My neck was stiff, I couldn't put my chin on my chest, and I was increasingly photophobic.'You'll need to stay in overnight. It's probably Viral Meningitis, but given your symptoms and your age, I think you should have a CT scan and a lumbar puncture to rule out a Subarachnoid Haemorrhage.'
I felt a sense of relief. It was probably the former and I wasn't wasting NHS time. I sat and waited to be admitted to the Medical Admissions Unit (MAU). As my pain got worse I was transferred to the major treatment area, put on a trolley and given some codeine for the pain. An hour passed, more observations taken and I was taken for the CT scan. This was weird. Eighteen years of scanning patients in A&E and now I was on the other side. It was quick, the radiographer gave nothing away, just as would have been, and I returned to my cubicle. It was normal I said to myself. About 45 minutes passed when a different doctor came in to the cubicle. I needed to have another scan with contrast. Immediately I panicked, this meant there was an abnormality. I questioned him furiously, but he just said they wanted a clearer look at the Circle of Willis. I needed a cannula inserting and a nurse and the doctor attacked me from both sides searching for a vein so I could have a contrast scan.

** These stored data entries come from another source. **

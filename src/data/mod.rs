//! # Storing of matrices in memory
//!
//! This module provides the data structures used to represent sparse matrices in memory.
//! Algorithms operating on them live in `algorithm`.

pub mod linear_algebra;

Back to the scanner and the radiographer gave me the same explanation I had given patients about the feeling of IV contrast. I lay there waiting for the hot feeling in the groin and the metallic taste in my mouth. Wow! I was not expecting the intensely hot feeling sensation in my body, and the warmth in my groin really did feel like i had wet myself, no wonder some patients didn't like the experience! Back to the cubicle my mum had been joined by a nurse waiting patiently to take a set of blood samples.
Time passed with no results from the scan.I'd been there over 5 hours. I was blocking a space in major treatment so I was wheeled off to MAU to wait for an available bed. Lying on my trolley in the corridor another doctor came to see me amd my mum, who'd waited with me all this time.
'So you've had the results of your CT scan then' he said.
'No' i replied, 'what's wrong with me?'
'i think we should go somewhere more private'
'No tell me now, i've got an aneurysm haven't i?" i said.
'Yes' he replied......'We need to blue light you to Queen's at Nottingham to see the Neurosurgeons".
The next bit is all a bit vague to be honest. I think my new relaxed post Himalayan mindset went into shutdown and shock kicked in. I was way too calm.  I was transferred to a bed and then my body was taken over by the nursing team. I needed to lie flat, be catheterised, have another cannula inserted and be given a special drug. I managed to send a couple of texts telling my friends what was happening. I called my friend Rachel. She said it was nothing to worry about, and that the headache was just because of my cold. My friend Audrey replied to my text and asked if i'd had a bleed. They'd have told me surely i thought, so when the doctor came back at which point I asked him.
'Yes you've had a Subarachnoid Haemorrhage'.
And so it began.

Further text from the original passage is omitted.